Talc will be replaced by cornstarch, the company said.
The company has faced lawsuits alleging its talcum powder has caused users to develop ovarian cancer, from feminine hygiene use, or mesothelioma, a cancer that affects the lungs and other organs.
J&J insists, and the vast majority of medical research on talc indicates that talcum powder is safe and does not cause cancer.
However, the company’s baby powder demand fell and J&J removed the talc-based product from most of North America in 2020.
The company did so after it saw demand plummet due to “misleading advertising of talc disputes that caused worldwide confusion and unwarranted concern,” a company spokeswoman said on product safety.
J&J said the change announced late Thursday will simplify product selection and meet evolving global trends.
Last October, J&J said a separate subsidiary it created to manage talc litigation claims had filed for Chapter 11 bankruptcy protection.
J&J then said it funded the subsidiary, called LTL Management, and established a $2 billion trust to pay claims the bankruptcy court determined.

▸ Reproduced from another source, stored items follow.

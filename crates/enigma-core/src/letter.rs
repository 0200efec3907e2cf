//! Alphabet letters and contact positions.
//!
//! The machine uses one coordinate space for everything: a letter, a contact
//! position on a rotor face, a rotor's rotational position and its ring
//! setting are all a [`Letter`]. Indices are zero-based (`A = 0`, `Z = 25`),
//! so ring setting `A` is the historical ring setting "01".
//!
//! # Invariants
//!
//! - A `Letter` always holds an index in `0..26`
//! - Arithmetic wraps modulo 26

use std::fmt;

use serde::{Deserialize, Serialize};

use crate::error::ConfigError;

/// Number of symbols in the alphabet.
pub const ALPHABET_LEN: u8 = 26;

/// One of the 26 letters A-Z, used both as a value and as a position.
#[derive(Debug, Clone, Copy, PartialEq, Eq, PartialOrd, Ord, Hash, Serialize, Deserialize)]
#[serde(try_from = "char", into = "char")]
pub struct Letter(u8);

impl Letter {
    /// The letter `A` (index 0).
    pub const A: Self = Self(0);

    /// The letter `Z` (index 25).
    pub const Z: Self = Self(ALPHABET_LEN - 1);

    /// Letter at `index`, or `None` if `index >= 26`.
    pub const fn from_index(index: u8) -> Option<Self> {
        if index < ALPHABET_LEN { Some(Self(index)) } else { None }
    }

    /// Letter at `index` reduced modulo 26.
    pub const fn wrapping(index: u8) -> Self {
        Self(index % ALPHABET_LEN)
    }

    /// Letter for an uppercase ASCII byte.
    ///
    /// Used by the static catalog tables; bytes outside `A..=Z` wrap rather
    /// than fail, and the catalog tests check every table entry.
    pub(crate) const fn from_ascii(byte: u8) -> Self {
        Self::wrapping(byte.wrapping_sub(b'A'))
    }

    /// Letter for an uppercase ASCII character, or `None`.
    pub fn from_char(c: char) -> Option<Self> {
        if c.is_ascii_uppercase() { Some(Self(c as u8 - b'A')) } else { None }
    }

    /// Zero-based index of this letter.
    pub const fn index(self) -> u8 {
        self.0
    }

    /// Uppercase character for this letter.
    pub fn to_char(self) -> char {
        char::from(b'A' + self.0)
    }

    /// This letter moved forward by `by` positions.
    pub const fn forward(self, by: Self) -> Self {
        Self((self.0 + by.0) % ALPHABET_LEN)
    }

    /// This letter moved backward by `by` positions.
    pub const fn backward(self, by: Self) -> Self {
        Self((self.0 + ALPHABET_LEN - by.0) % ALPHABET_LEN)
    }

    /// The following letter, wrapping Z to A.
    pub const fn successor(self) -> Self {
        Self((self.0 + 1) % ALPHABET_LEN)
    }

    /// All letters in alphabet order.
    pub fn all() -> impl Iterator<Item = Self> {
        (0..ALPHABET_LEN).map(Self)
    }
}

impl fmt::Display for Letter {
    fn fmt(&self, f: &mut fmt::Formatter<'_>) -> fmt::Result {
        write!(f, "{}", self.to_char())
    }
}

impl TryFrom<char> for Letter {
    type Error = ConfigError;

    fn try_from(c: char) -> Result<Self, Self::Error> {
        Self::from_char(c.to_ascii_uppercase()).ok_or(ConfigError::InvalidLetter { character: c })
    }
}

impl From<Letter> for char {
    fn from(letter: Letter) -> Self {
        letter.to_char()
    }
}

#[cfg(test)]
mod tests {
    use super::*;

    #[test]
    fn char_conversion_covers_alphabet() {
        let text: String = Letter::all().map(Letter::to_char).collect();
        assert_eq!(text, "ABCDEFGHIJKLMNOPQRSTUVWXYZ");

        for letter in Letter::all() {
            assert_eq!(Letter::from_char(letter.to_char()), Some(letter));
        }
    }

    #[test]
    fn from_char_rejects_non_letters() {
        assert_eq!(Letter::from_char('a'), None);
        assert_eq!(Letter::from_char(' '), None);
        assert_eq!(Letter::from_char('Ä'), None);
        assert_eq!(Letter::from_char('['), None);
    }

    #[test]
    fn try_from_accepts_lowercase() {
        assert_eq!(Letter::try_from('q'), Ok(Letter::wrapping(16)));
        assert_eq!(Letter::try_from('1'), Err(ConfigError::InvalidLetter { character: '1' }));
    }

    #[test]
    fn arithmetic_wraps() {
        assert_eq!(Letter::Z.successor(), Letter::A);
        assert_eq!(Letter::A.backward(Letter::wrapping(1)), Letter::Z);
        assert_eq!(Letter::wrapping(20).forward(Letter::wrapping(10)), Letter::wrapping(4));
        assert_eq!(Letter::wrapping(52), Letter::A);
        assert_eq!(Letter::from_index(26), None);
    }
}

The healthcare giant also said last fall that it will turn its consumer health business — which sells baby powder, patches and other products — into a separate publicly traded company. The portion of the company that sells prescription drugs and medical devices holds the J&J name.
Shares of Johnson & Johnson, based in New Brunswick, New Jersey, rose slightly before the opening bell Friday. The stock outperformed the Dow Jones Industrial Average, of which J&J is a member for most of the year.